→ YOUR TASK: Gather each line containing the string "Debug" from these entries.

[Stored data entries]
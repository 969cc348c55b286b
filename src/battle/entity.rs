use sea_orm::DatabaseConnection;
use sea_orm::DbErr;

use crate::db;

pub mod battle_merit {
    use sea_orm::entity::prelude::*;

    #[derive(Clone, Debug, PartialEq, DeriveEntityModel)]
    #[sea_orm(table_name = "battle_merits")]
    pub struct Model {
        #[sea_orm(primary_key)]
        pub id: i32,
        pub openid: String,
        pub merit_value: i64,
        pub image_filename: String,
        pub image_create_time: Option<DateTime>,
        pub file_md5: String,
        pub created_at: DateTime,
    }

    #[derive(Copy, Clone, Debug, EnumIter, DeriveRelation)]
    pub enum Relation {}

    impl ActiveModelBehavior for ActiveModel {}
}

pub async fn init_schema(db: &DatabaseConnection) -> Result<(), DbErr> {
    db::create_table(db, battle_merit::Entity).await?;
    // 同一用户同一张截图只能提交一次
    db::create_index(
        db,
        db::index("idx_battle_merits_openid_md5")
            .table(battle_merit::Entity)
            .col(battle_merit::Column::Openid)
            .col(battle_merit::Column::FileMd5)
            .unique()
            .to_owned(),
    )
    .await
}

→ SOLUTION:
    #[derive(Clone, Debug, PartialEq, DeriveEntityModel)]
    #[derive(Copy, Clone, Debug, EnumIter, DeriveRelation)]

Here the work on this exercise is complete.